■凌霄花の焼け落ちるとき
 あれから一ヶ月が経った。
 封印や、あの特殊な部屋の中でなくとも完全に初代のチャクラを操れるようになった僕は、まず初めに三代目火影さまの直属の暗殺部隊に編入することが決まった。
 とはいえ、暗殺部隊なのだから人を殺せるようにならなければならない。この里の未来を担う忍達は、幼い、10にも満たない歳の頃から忍になるための訓練―――本人達は気がつかないほど微細な精神教育を植えつけるらしい―――を、親から叩き込まれた上で、忍者養成学校へ入り、忍のいろはを教わるらしい。
 基本的にその子供達の年齢は、忍者養成学校に入る平均が5歳かららしいが(話を聞くと、その頃にはたけさんは養成学校を卒業したらしい。入学して一年足らずで卒業、その次の年には中忍昇格したそうだが、これは異例だそうで、例えにはしないほうがいいらしい)、僕はすでに平均的に養成学校を卒業する子供達の年齢である12歳を越えてしまっている。約一ヶ月と少しの間で、忍としての訓練をある程度まで火影様に直々に叩き込まれたおかげで下忍並の体力やコントロールはついた。体に染み付いている初代様の細胞が動かすのか、チャクラコントロールに関してはその他と比べ物にならないほど扱えるようになったが、一番ついていかないのが精神面だった。
 初代火影の細胞を入れられるため、僕は住んでいた街を大蛇丸に襲われた。その時不運にも目の前で両親が殺されるシーンも見、かつ、親友までもが目の前といわず僕を守るために体をはったせいか、人間の殺傷に関しては異常なほどの恐怖観念を持ち合わせいた。

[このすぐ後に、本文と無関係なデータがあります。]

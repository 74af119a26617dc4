//! Shared data models for the eventhub chat client.

use std::fmt;
use std::str::FromStr;

use serde::{Deserialize, Serialize};

use crate::error::ChannelTypeError;

// --- Channels ---

/// Kind of conversation a chat channel carries.
#[derive(Debug, Clone, Copy, Serialize, Deserialize, PartialEq, Eq, Hash, Default)]
#[serde(rename_all = "lowercase")]
pub enum ChannelType {
    /// One-to-one conversation between two users.
    #[default]
    Personal,
    /// Group (event-based) conversation.
    Group,
}

impl ChannelType {
    /// Path segment used by the chat routing on the server.
    pub fn as_str(&self) -> &'static str {
        match self {
            ChannelType::Personal => "personal",
            ChannelType::Group => "group",
        }
    }
}

impl fmt::Display for ChannelType {
    fn fmt(&self, f: &mut fmt::Formatter<'_>) -> fmt::Result {
        f.write_str(self.as_str())
    }
}

impl FromStr for ChannelType {
    type Err = ChannelTypeError;

    fn from_str(s: &str) -> Result<Self, Self::Err> {
        match s.trim().to_ascii_lowercase().as_str() {
            "personal" => Ok(ChannelType::Personal),
            "group" => Ok(ChannelType::Group),
            other => Err(ChannelTypeError(other.to_string())),
        }
    }
}

/// Identity of a logical conversation: `(channel_id, channel_type)`.
#[derive(Debug, Clone, Serialize, Deserialize, PartialEq, Eq, Hash)]
#[serde(rename_all = "camelCase")]
pub struct ChannelIdentity {
    pub channel_id: String,
    pub channel_type: ChannelType,
}

impl ChannelIdentity {
    pub fn new(channel_id: impl Into<String>, channel_type: ChannelType) -> Self {
        Self {
            channel_id: channel_id.into(),
            channel_type,
        }
    }

    pub fn personal(channel_id: impl Into<String>) -> Self {
        Self::new(channel_id, ChannelType::Personal)
    }

    pub fn group(channel_id: impl Into<String>) -> Self {
        Self::new(channel_id, ChannelType::Group)
    }
}

impl fmt::Display for ChannelIdentity {
    fn fmt(&self, f: &mut fmt::Formatter<'_>) -> fmt::Result {
        write!(f, "{}/{}", self.channel_type, self.channel_id)
    }
}
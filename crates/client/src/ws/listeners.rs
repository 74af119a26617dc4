//! Ordered listener registry keyed by event kind.

use std::collections::HashMap;
use std::hash::Hash;
use std::sync::Arc;

/// Disposal token returned by a registration.
#[derive(Debug, Clone, Copy, PartialEq, Eq, Hash, PartialOrd, Ord)]
pub struct ListenerId(u64);

/// A registered callback.
pub type Callback<T> = Arc<dyn Fn(&T) + Send + Sync>;

/// Callbacks grouped by kind, invoked in registration order.
pub(crate) struct ListenerRegistry<K, T> {
    next_id: u64,
    by_kind: HashMap<K, Vec<(ListenerId, Callback<T>)>>,
}

impl<K, T> Default for ListenerRegistry<K, T> {
    fn default() -> Self {
        Self {
            next_id: 0,
            by_kind: HashMap::new(),
        }
    }
}

impl<K: Eq + Hash, T> ListenerRegistry<K, T> {
    pub(crate) fn add(&mut self, kind: K, callback: Callback<T>) -> ListenerId {
        self.next_id += 1;
        let id = ListenerId(self.next_id);
        self.by_kind.entry(kind).or_default().push((id, callback));
        id
    }

    /// Returns whether a registration was removed.
    pub(crate) fn remove(&mut self, kind: &K, id: ListenerId) -> bool {
        let Some(entries) = self.by_kind.get_mut(kind) else {
            return false;
        };
        let before = entries.len();
        entries.retain(|(entry, _)| *entry != id);
        let removed = entries.len() != before;
        if entries.is_empty() {
            self.by_kind.remove(kind);
        }
        removed
    }

    /// Callbacks for `kind`, cloned so they can run without the registry borrowed.
    pub(crate) fn snapshot(&self, kind: &K) -> Vec<Callback<T>> {
        self.by_kind
            .get(kind)
            .map(|entries| entries.iter().map(|(_, cb)| Arc::clone(cb)).collect())
            .unwrap_or_default()
    }

    pub(crate) fn len(&self, kind: &K) -> usize {
        self.by_kind.get(kind).map_or(0, Vec::len)
    }
}
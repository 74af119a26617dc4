//! Browser WebSocket transport using `web_sys::WebSocket`.

use futures_channel::mpsc::unbounded;
use futures_util::StreamExt;
use url::Url;
use wasm_bindgen::prelude::*;
use wasm_bindgen::JsCast;
use wasm_bindgen_futures::spawn_local;
use web_sys::{js_sys, CloseEvent, ErrorEvent, Event, MessageEvent, WebSocket};

use super::{error_detail, ChannelLink, Link, LinkEvents, Outgoing, Transport, TransportError};

/// Opens links with the browser's WebSocket API.
#[derive(Debug, Clone, Copy, Default)]
pub struct BrowserTransport;

impl Transport for BrowserTransport {
    fn open(&self, url: &Url, events: LinkEvents) -> Result<Box<dyn Link>, TransportError> {
        let ws = WebSocket::new(url.as_str())
            .map_err(|e| TransportError::Open(format!("Failed to create WebSocket: {:?}", e)))?;

        let on_open = events.clone();
        let onopen_callback = Closure::wrap(Box::new(move |_: Event| {
            on_open.opened();
        }) as Box<dyn FnMut(Event)>);
        ws.set_onopen(Some(onopen_callback.as_ref().unchecked_ref()));
        onopen_callback.forget();

        let on_message = events.clone();
        let onmessage_callback = Closure::wrap(Box::new(move |e: MessageEvent| {
            if let Ok(text) = e.data().dyn_into::<js_sys::JsString>() {
                let text: String = text.into();
                on_message.frame(text);
            }
        }) as Box<dyn FnMut(MessageEvent)>);
        ws.set_onmessage(Some(onmessage_callback.as_ref().unchecked_ref()));
        onmessage_callback.forget();

        let on_error = events.clone();
        // Browsers fire a plain `Event` here; only some carry a message
        let onerror_callback = Closure::wrap(Box::new(move |e: Event| {
            let message = e.dyn_ref::<ErrorEvent>().map(ErrorEvent::message);
            on_error.error(error_detail(message.as_deref()));
        }) as Box<dyn FnMut(Event)>);
        ws.set_onerror(Some(onerror_callback.as_ref().unchecked_ref()));
        onerror_callback.forget();

        let on_close = events.clone();
        let onclose_callback = Closure::wrap(Box::new(move |e: CloseEvent| {
            crate::log_debug!("WebSocket {} onclose: code {}", on_close.id(), e.code());
            on_close.closed();
        }) as Box<dyn FnMut(CloseEvent)>);
        ws.set_onclose(Some(onclose_callback.as_ref().unchecked_ref()));
        onclose_callback.forget();

        // Send task owns the socket; the link only holds the queue
        let (sender, mut receiver) = unbounded();
        let connection = events.id();
        spawn_local(async move {
            while let Some(out) = receiver.next().await {
                match out {
                    Outgoing::Text(text) => {
                        if ws.ready_state() != WebSocket::OPEN {
                            crate::log_warn!("WebSocket {} not open, dropping frame", connection);
                            continue;
                        }
                        if let Err(e) = ws.send_with_str(&text) {
                            crate::log_error!("Send failed on {}: {:?}", connection, e);
                        }
                    }
                    Outgoing::Close => break,
                }
            }
            let _ = ws.close();
        });

        Ok(Box::new(ChannelLink::new(sender)))
    }
}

 トラウマといえば分かりやすいのか、以前まで忍の欠片も知らなかった一般人が目の前で親しい人間が矢継ぎ早に殺されていくシーンを見た後に、自分の手で赤の他人をそう殺せる訳が無い。血液恐怖症とまではいかずとも、暗殺部隊なんて『人を殺すため』の隊に易々と入れるわけも無く。


 「―――――――」
 部屋の見張りをしていた人達を木遁で捻じ伏せ、音を立てさせないように四肢を絡め取り口を塞ぐ。背後で待っていた暗部の人たちがタイミングを見計らい、部屋へと侵入していったのを僕は手を合わせたまま見送った。
 暗部に入れないからといって、普通に正規部隊に入れるわけも無い。僕の体には大蛇丸の行った禁忌の能力が植えつけられてあるのだ。僕がとる道は、暗部になるか、はたまた一般人として暮らすか。

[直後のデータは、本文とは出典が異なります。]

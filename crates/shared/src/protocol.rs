//! Chat socket wire protocol.
//!
//! Every frame is a JSON text frame. Inbound frames are objects carrying a
//! string `type` discriminator; the remaining fields are kind-specific and
//! are handed to listeners untouched.

use std::fmt;

use serde::{Deserialize, Serialize};
use serde_json::{json, Map, Value};

use crate::error::EnvelopeError;
use crate::models::ChannelIdentity;

/// Field carrying the event discriminator in both directions.
pub const TYPE_FIELD: &str = "type";

/// Error payload text dispatched for transport-level failures.
pub const CONNECTION_ERROR: &str = "Connection error";

/// Path of the chat socket for a channel, relative to the socket base URL.
///
/// Format: `ws/chat/{channel_type}/{channel_id}/`
pub fn chat_path(channel: &ChannelIdentity) -> String {
    format!(
        "ws/chat/{}/{}/",
        channel.channel_type,
        urlencoding::encode(&channel.channel_id)
    )
}

/// Path of a user's notification socket, relative to the socket base URL.
///
/// Format: `ws/notifications/{user_id}/`
pub fn notifications_path(user_id: &str) -> String {
    format!("ws/notifications/{}/", urlencoding::encode(user_id))
}

/// Kinds of events the chat socket delivers.
#[derive(Debug, Clone, Copy, Serialize, Deserialize, PartialEq, Eq, Hash)]
#[serde(rename_all = "lowercase")]
pub enum EventKind {
    Message,
    Image,
    /// Read receipt.
    Read,
    Typing,
    Error,
}

impl EventKind {
    pub const ALL: [EventKind; 5] = [
        EventKind::Message,
        EventKind::Image,
        EventKind::Read,
        EventKind::Typing,
        EventKind::Error,
    ];

    pub fn as_str(&self) -> &'static str {
        match self {
            EventKind::Message => "message",
            EventKind::Image => "image",
            EventKind::Read => "read",
            EventKind::Typing => "typing",
            EventKind::Error => "error",
        }
    }

    /// Map a wire discriminator to a kind. Unknown discriminators yield `None`.
    pub fn from_wire(value: &str) -> Option<Self> {
        Self::ALL.into_iter().find(|kind| kind.as_str() == value)
    }
}

impl fmt::Display for EventKind {
    fn fmt(&self, f: &mut fmt::Formatter<'_>) -> fmt::Result {
        f.write_str(self.as_str())
    }
}

/// An inbound event: its kind plus the full JSON object it arrived as.
#[derive(Debug, Clone, PartialEq)]
pub struct Envelope {
    pub kind: EventKind,
    pub payload: Value,
}

impl Envelope {
    /// Parse one inbound text frame.
    pub fn parse(text: &str) -> Result<Self, EnvelopeError> {
        let payload: Value = serde_json::from_str(text)?;
        let object = payload.as_object().ok_or(EnvelopeError::NotAnObject)?;
        let tag = object
            .get(TYPE_FIELD)
            .and_then(Value::as_str)
            .ok_or(EnvelopeError::MissingType)?;
        let kind =
            EventKind::from_wire(tag).ok_or_else(|| EnvelopeError::UnknownKind(tag.to_string()))?;
        Ok(Self { kind, payload })
    }

    /// Envelope dispatched to error listeners when the transport fails.
    pub fn connection_error(detail: impl Into<String>) -> Self {
        Self {
            kind: EventKind::Error,
            payload: json!({
                "type": EventKind::Error.as_str(),
                "error": CONNECTION_ERROR,
                "detail": detail.into(),
            }),
        }
    }

    /// Look up a payload field.
    pub fn get(&self, field: &str) -> Option<&Value> {
        self.payload.get(field)
    }

    pub fn fields(&self) -> Option<&Map<String, Value>> {
        self.payload.as_object()
    }
}

/// Outbound frames understood by the chat server.
#[derive(Debug, Clone, Serialize, PartialEq)]
#[serde(tag = "type", rename_all = "lowercase")]
pub enum OutboundEvent {
    Message { message: Value },
    Typing,
    Image { image: Value },
    Read { message_id: String },
}

impl OutboundEvent {
    pub fn message(message: impl Into<Value>) -> Self {
        OutboundEvent::Message {
            message: message.into(),
        }
    }

    pub fn image(image: impl Into<Value>) -> Self {
        OutboundEvent::Image {
            image: image.into(),
        }
    }

    pub fn read(message_id: impl Into<String>) -> Self {
        OutboundEvent::Read {
            message_id: message_id.into(),
        }
    }
}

 僕には大蛇丸を殺すという目的があるのだ。一人だけ生き残ってのうのうと暮らす道など考えられない。僕は鼻腔をくすぐる血生臭い匂いに顔を顰めながら、少しでも馴れようと下へ降りた。
 トラウマを治すためにはそれ以上のショックを与えたり、または違うショックを与え以前のトラウマを麻痺させる方法がある。しかし、忍者がそんなトラウマなんてそうそう作っていいわけが無い。僕が選んだのは、トラウマと似たような状況を無理やり脳に覚えさせ、麻痺した所を中和させることだった。
 どれだけ嫌なことがあろうと、何度も何度も同じ経験をすれば嫌悪感も薄くなっていく。任務の手伝い程度についていき、あたかも己が手を掛けたような錯覚に自分を溺れさせるつもりだった。

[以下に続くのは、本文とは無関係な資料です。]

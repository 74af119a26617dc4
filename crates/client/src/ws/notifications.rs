//! Per-user notification stream.
//!
//! Frames are not routed by kind: every JSON frame goes to every listener.
//! Unlike [`ChatSocket`](super::ChatSocket), this socket keeps itself
//! subscribed. After the server drops it, it retries on the
//! [`ReconnectPolicy`] schedule with a fresh token per attempt until the
//! budget runs out or `disconnect` is called.

use std::fmt;
use std::sync::{Arc, Weak};
use std::time::Duration;

use eventhub_shared::ApiError;
use parking_lot::Mutex;
use serde_json::Value;
use tokio_util::sync::CancellationToken;

use super::connection::{ConnectionId, Link, LinkEvent, LinkEventSink, LinkEvents, Transport};
use super::listeners::{ListenerId, ListenerRegistry};
use super::reconnect::{spawn_retry, wait_or_cancel, ReconnectPolicy, TokenSource};
use crate::config::ClientConfig;

struct Subscription {
    id: ConnectionId,
    user_id: String,
    open: bool,
    link: Option<Box<dyn Link>>,
}

struct StreamState {
    next_id: u64,
    active: Option<Subscription>,
    /// User to keep subscribed. Cleared by `disconnect`.
    target: Option<String>,
    attempts: u32,
    /// Cancels retries scheduled for the current target.
    retry: CancellationToken,
}

impl StreamState {
    fn reset_retries(&mut self) {
        self.retry.cancel();
        self.retry = CancellationToken::new();
        self.attempts = 0;
    }
}

struct Inner {
    me: Weak<Inner>,
    config: ClientConfig,
    transport: Arc<dyn Transport>,
    tokens: Arc<dyn TokenSource>,
    policy: ReconnectPolicy,
    state: Mutex<StreamState>,
    listeners: Mutex<ListenerRegistry<(), Value>>,
}

impl Inner {
    fn is_current(&self, id: ConnectionId) -> bool {
        self.state
            .lock()
            .active
            .as_ref()
            .is_some_and(|active| active.id == id)
    }

    /// Open a link for `user_id`. `fresh` marks a caller request, which
    /// restarts the retry budget.
    fn subscribe(&self, user_id: &str, token: &str, fresh: bool) {
        let url = match self.config.notifications_url(user_id, token) {
            Ok(url) => url,
            Err(e) => {
                crate::log_error!("Cannot build notification URL for {}: {}", user_id, e);
                return;
            }
        };

        let (id, severed) = {
            let mut state = self.state.lock();
            if state
                .active
                .as_ref()
                .is_some_and(|active| active.user_id == user_id)
            {
                crate::log_debug!("Notification stream already connected for user {}", user_id);
                return;
            }
            if fresh {
                state.reset_retries();
            }
            state.target = Some(user_id.to_string());
            let severed = state.active.take();
            state.next_id += 1;
            let id = ConnectionId(state.next_id);
            state.active = Some(Subscription {
                id,
                user_id: user_id.to_string(),
                open: false,
                link: None,
            });
            (id, severed)
        };

        if let Some(old) = severed {
            if let Some(link) = &old.link {
                link.close();
            }
            crate::log_info!("Notification stream for user {} closed locally", old.user_id);
        }

        crate::log_info!("Creating notification stream {} for user {}", id, user_id);
        let sink: Weak<dyn LinkEventSink> = self.me.clone();
        match self.transport.open(&url, LinkEvents::new(id, sink)) {
            Ok(link) => {
                let superseded = {
                    let mut state = self.state.lock();
                    match state.active.as_mut() {
                        Some(active) if active.id == id => {
                            active.link = Some(link);
                            None
                        }
                        _ => Some(link),
                    }
                };
                if let Some(link) = superseded {
                    link.close();
                }
            }
            Err(e) => {
                crate::log_error!("Error connecting notification stream: {}", e);
                self.on_closed(id);
            }
        }
    }

    fn on_opened(&self, id: ConnectionId) {
        let user_id = {
            let mut state = self.state.lock();
            let user_id = match state.active.as_mut() {
                Some(active) if active.id == id => {
                    active.open = true;
                    active.user_id.clone()
                }
                _ => return,
            };
            state.attempts = 0;
            user_id
        };
        crate::log_info!("Notification stream connected for user {}", user_id);
    }

    fn on_frame(&self, id: ConnectionId, text: &str) {
        if !self.is_current(id) {
            crate::log_debug!("Ignoring notification from stale stream {}", id);
            return;
        }
        let value: Value = match serde_json::from_str(text) {
            Ok(value) => value,
            Err(e) => {
                crate::log_error!("Error parsing notification: {}", e);
                return;
            }
        };
        let callbacks = self.listeners.lock().snapshot(&());
        for callback in callbacks {
            callback(&value);
        }
    }

    /// Errors end the link; the close that follows drives the retry.
    fn on_error(&self, id: ConnectionId, detail: &str) {
        let state = self.state.lock();
        let Some(active) = state.active.as_ref().filter(|active| active.id == id) else {
            return;
        };
        crate::log_error!("Notification stream error: {}", detail);
        if let Some(link) = &active.link {
            link.close();
        }
    }

    fn on_closed(&self, id: ConnectionId) {
        let retry = {
            let mut state = self.state.lock();
            let is_current = state.active.as_ref().is_some_and(|active| active.id == id);
            let closed = if is_current { state.active.take() } else { None };
            let Some(closed) = closed else {
                return;
            };
            crate::log_info!("Notification stream disconnected for user {}", closed.user_id);

            if state.target.as_deref() != Some(closed.user_id.as_str())
                || state.retry.is_cancelled()
            {
                None
            } else if state.attempts >= self.policy.max_attempts {
                crate::log_warn!("Max reconnection attempts reached. No further reconnection.");
                None
            } else {
                state.attempts += 1;
                Some((closed.user_id, state.attempts, state.retry.clone()))
            }
        };

        if let Some((user_id, attempt, cancel)) = retry {
            let delay = self.policy.delay_for_attempt(attempt);
            crate::log_info!("Reconnecting... Attempt {} after {:?}", attempt, delay);
            spawn_retry(resubscribe(self.me.clone(), user_id, delay, cancel));
        }
    }
}

impl LinkEventSink for Inner {
    fn link_event(&self, id: ConnectionId, event: LinkEvent) {
        match event {
            LinkEvent::Opened => self.on_opened(id),
            LinkEvent::Frame(text) => self.on_frame(id, &text),
            LinkEvent::Error(detail) => self.on_error(id, &detail),
            LinkEvent::Closed => self.on_closed(id),
        }
    }
}

impl Drop for Inner {
    fn drop(&mut self) {
        let state = self.state.get_mut();
        state.retry.cancel();
        if let Some(link) = state.active.take().and_then(|active| active.link) {
            link.close();
        }
    }
}

async fn resubscribe(
    inner: Weak<Inner>,
    user_id: String,
    delay: Duration,
    cancel: CancellationToken,
) {
    if !wait_or_cancel(delay, &cancel).await {
        crate::log_debug!("Notification reconnect for user {} cancelled", user_id);
        return;
    }
    let Some(tokens) = inner.upgrade().map(|inner| Arc::clone(&inner.tokens)) else {
        return;
    };
    let token = match tokens.token().await {
        Ok(token) => token,
        Err(e) => {
            crate::log_error!("Error fetching socket token: {}", e);
            return;
        }
    };
    let Some(inner) = inner.upgrade() else {
        return;
    };
    if cancel.is_cancelled() {
        return;
    }
    inner.subscribe(&user_id, &token, false);
}

/// Notification stream for one user at a time. Clones share one stream.
#[derive(Clone)]
pub struct NotificationSocket {
    inner: Arc<Inner>,
}

impl fmt::Debug for NotificationSocket {
    fn fmt(&self, f: &mut fmt::Formatter<'_>) -> fmt::Result {
        f.debug_struct("NotificationSocket")
            .field("user", &self.current_user())
            .field("open", &self.is_open())
            .field("attempts", &self.attempts())
            .finish()
    }
}

impl NotificationSocket {
    pub fn new(
        config: ClientConfig,
        transport: impl Transport + 'static,
        tokens: Arc<dyn TokenSource>,
    ) -> Self {
        Self::with_policy(config, transport, tokens, ReconnectPolicy::default())
    }

    pub fn with_policy(
        config: ClientConfig,
        transport: impl Transport + 'static,
        tokens: Arc<dyn TokenSource>,
        policy: ReconnectPolicy,
    ) -> Self {
        let transport: Arc<dyn Transport> = Arc::new(transport);
        Self {
            inner: Arc::new_cyclic(|me| Inner {
                me: me.clone(),
                config,
                transport,
                tokens,
                policy,
                state: Mutex::new(StreamState {
                    next_id: 0,
                    active: None,
                    target: None,
                    attempts: 0,
                    retry: CancellationToken::new(),
                }),
                listeners: Mutex::new(ListenerRegistry::default()),
            }),
        }
    }

    #[cfg(not(target_arch = "wasm32"))]
    pub fn for_platform(config: ClientConfig, tokens: Arc<dyn TokenSource>) -> Self {
        Self::new(config, super::connection::TungsteniteTransport, tokens)
    }

    #[cfg(target_arch = "wasm32")]
    pub fn for_platform(config: ClientConfig, tokens: Arc<dyn TokenSource>) -> Self {
        Self::new(config, super::connection::BrowserTransport, tokens)
    }

    /// Subscribe to `user_id`'s notifications with a token in hand.
    ///
    /// A no-op while a stream for the same user is open or connecting.
    pub fn connect(&self, user_id: &str, token: &str) {
        if user_id.is_empty() {
            crate::log_warn!("Ignoring notification connect with an empty user id");
            return;
        }
        self.inner.subscribe(user_id, token, true);
    }

    /// Fetch a token from the token source, then [`connect`](Self::connect).
    pub async fn subscribe(&self, user_id: &str) -> Result<(), ApiError> {
        let token = self.inner.tokens.token().await?;
        self.connect(user_id, &token);
        Ok(())
    }

    /// Close the stream and abandon pending retries. Listeners stay registered.
    pub fn disconnect(&self) {
        let severed = {
            let mut state = self.inner.state.lock();
            state.reset_retries();
            state.target = None;
            state.active.take()
        };
        match severed {
            Some(active) => {
                if let Some(link) = &active.link {
                    link.close();
                }
                crate::log_info!("Notification stream for user {} closed", active.user_id);
            }
            None => crate::log_debug!("Notification disconnect with no active stream"),
        }
    }

    /// Register a listener for every parsed frame.
    pub fn on(&self, callback: impl Fn(&Value) + Send + Sync + 'static) -> ListenerId {
        self.inner.listeners.lock().add((), Arc::new(callback))
    }

    pub fn off(&self, id: ListenerId) -> bool {
        self.inner.listeners.lock().remove(&(), id)
    }

    pub fn listener_count(&self) -> usize {
        self.inner.listeners.lock().len(&())
    }

    pub fn is_open(&self) -> bool {
        self.inner
            .state
            .lock()
            .active
            .as_ref()
            .is_some_and(|active| active.open)
    }

    pub fn current_user(&self) -> Option<String> {
        self.inner
            .state
            .lock()
            .active
            .as_ref()
            .map(|active| active.user_id.clone())
    }

    /// Retries made since the stream last opened.
    pub fn attempts(&self) -> u32 {
        self.inner.state.lock().attempts
    }
}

 それ故に、いざとなったとき足をひっぱらないよう格の低い任務ばかりにつかせてもらった。火影様はそれなりに戦える任務でも良いと判断しているようだったが、一ヶ月そこらで身についたことが実戦で咄嗟に扱えるわけが無いと辞退したからだ。
 今はとにかく、人の死に触れることからだった。忍者の非道さや、任務遂行のための冷徹さも備えなければならない。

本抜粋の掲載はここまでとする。